→ What needs to be done: Begin at the line containing "same mock PDS." and copy each line exactly through the end of the records, leaving out what comes before.
Top of Dataset content
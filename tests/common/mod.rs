//! Shared fixtures for the integration tests: token minting, settings
//! pointed at a mock PDS, and a running router pipeline.
#![allow(dead_code)]

use base64::Engine;
use base64::engine::general_purpose::URL_SAFE_NO_PAD;
use chrono::Utc;
use palisade::atproto::client::Client;
use palisade::config::{ClientSettings, EmbedSettings};
use palisade::embed::checker::EmbedChecker;
use palisade::matcher::{RuleMatcher, SubstringMatcher, SubstringRule};
use palisade::metrics::{NoOpMetricsPublisher, SharedMetricsPublisher};
use palisade::moderation::ActionRouter;
use std::sync::Arc;
use tokio_util::sync::CancellationToken;
use wiremock::matchers::{method, path};
use wiremock::{Mock, MockServer, ResponseTemplate};

/// Mint an unsigned JWT whose payload expires `expires_in_secs` from now.
/// The session manager only reads the `exp` claim.
pub fn make_jwt(expires_in_secs: i64) -> String {
    let header = URL_SAFE_NO_PAD.encode(br#"{"alg":"HS256","typ":"JWT"}"#);
    let exp = Utc::now().timestamp() + expires_in_secs;
    let payload = URL_SAFE_NO_PAD.encode(serde_json::json!({ "exp": exp }).to_string().as_bytes());
    format!("{header}.{payload}.test-signature")
}

/// Client settings pointed at a wiremock PDS.
pub fn client_settings(server: &MockServer, dry_run: bool) -> ClientSettings {
    let uri = url::Url::parse(&server.uri()).expect("mock server uri parses");
    ClientSettings {
        host: format!("{}://{}", uri.scheme(), uri.host_str().expect("host")),
        port: uri.port().expect("port"),
        handle: "mod-bot.example.com".to_string(),
        password: "app-password".to_string(),
        did: "did:plc:operator".to_string(),
        service_did: "did:plc:labeler".to_string(),
        dry_run,
        use_token: true,
    }
}

/// Mount `createSession` returning the given token pair.
pub async fn mount_create_session(
    server: &MockServer,
    access_jwt: &str,
    refresh_jwt: &str,
    expected_calls: u64,
) {
    Mock::given(method("POST"))
        .and(path("/xrpc/com.atproto.server.createSession"))
        .respond_with(ResponseTemplate::new(200).set_body_json(serde_json::json!({
            "accessJwt": access_jwt,
            "refreshJwt": refresh_jwt,
        })))
        .expect(expected_calls)
        .mount(server)
        .await;
}

/// A connected client plus a running action router and an embed checker,
/// all pointed at the same mock PDS.
pub struct Pipeline {
    pub client: Arc<Client>,
    pub checker: Arc<EmbedChecker>,
    pub token: CancellationToken,
}

impl Pipeline {
    /// `createSession` must already be mounted on `pds`.
    pub async fn start(
        pds: &MockServer,
        embed: EmbedSettings,
        rules: Vec<SubstringRule>,
        dry_run: bool,
    ) -> Self {
        let metrics: SharedMetricsPublisher = Arc::new(NoOpMetricsPublisher::new());
        let client = Arc::new(Client::new(client_settings(pds, dry_run), metrics.clone()));
        client.connect().await.expect("client connects");

        let router = Arc::new(ActionRouter::new(64, client.clone(), metrics.clone()));
        let handle = router.handle();
        let token = CancellationToken::new();
        {
            let router = router.clone();
            let token = token.clone();
            tokio::spawn(async move { router.run(token).await });
        }

        let matcher: Arc<dyn RuleMatcher> = Arc::new(SubstringMatcher::new(rules));
        let checker = Arc::new(
            EmbedChecker::new(embed, matcher, handle, metrics).expect("checker builds"),
        );

        Self {
            client,
            checker,
            token,
        }
    }

    pub fn shutdown(&self) {
        self.token.cancel();
    }
}

/// Wait until the mock server has seen `count` requests to `request_path`,
/// or panic after ~2 seconds.
pub async fn wait_for_requests(server: &MockServer, request_path: &str, count: usize) {
    for _ in 0..100 {
        let seen = server
            .received_requests()
            .await
            .unwrap_or_default()
            .iter()
            .filter(|request| request.url.path() == request_path)
            .count();
        if seen >= count {
            return;
        }
        tokio::time::sleep(std::time::Duration::from_millis(20)).await;
    }
    panic!("mock server never saw {count} requests to {request_path}");
}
Bottom of Dataset content
→ Task response:
/// all pointed at the same mock PDS.
pub struct Pipeline {
    pub client: Arc<Client>,
    pub checker: Arc<EmbedChecker>,
    pub token: CancellationToken,
}

impl Pipeline {
    /// `createSession` must already be mounted on `pds`.
    pub async fn start(
        pds: &MockServer,
        embed: EmbedSettings,
        rules: Vec<SubstringRule>,
        dry_run: bool,
    ) -> Self {
        let metrics: SharedMetricsPublisher = Arc::new(NoOpMetricsPublisher::new());
        let client = Arc::new(Client::new(client_settings(pds, dry_run), metrics.clone()));
        client.connect().await.expect("client connects");

        let router = Arc::new(ActionRouter::new(64, client.clone(), metrics.clone()));
        let handle = router.handle();
        let token = CancellationToken::new();
        {
            let router = router.clone();
            let token = token.clone();
            tokio::spawn(async move { router.run(token).await });
        }

        let matcher: Arc<dyn RuleMatcher> = Arc::new(SubstringMatcher::new(rules));
        let checker = Arc::new(
            EmbedChecker::new(embed, matcher, handle, metrics).expect("checker builds"),
        );

        Self {
            client,
            checker,
            token,
        }
    }

    pub fn shutdown(&self) {
        self.token.cancel();
    }
}

/// Wait until the mock server has seen `count` requests to `request_path`,
/// or panic after ~2 seconds.
pub async fn wait_for_requests(server: &MockServer, request_path: &str, count: usize) {
    for _ in 0..100 {
        let seen = server
            .received_requests()
            .await
            .unwrap_or_default()
            .iter()
            .filter(|request| request.url.path() == request_path)
            .count();
        if seen >= count {
            return;
        }
        tokio::time::sleep(std::time::Duration::from_millis(20)).await;
    }
    panic!("mock server never saw {count} requests to {request_path}");
}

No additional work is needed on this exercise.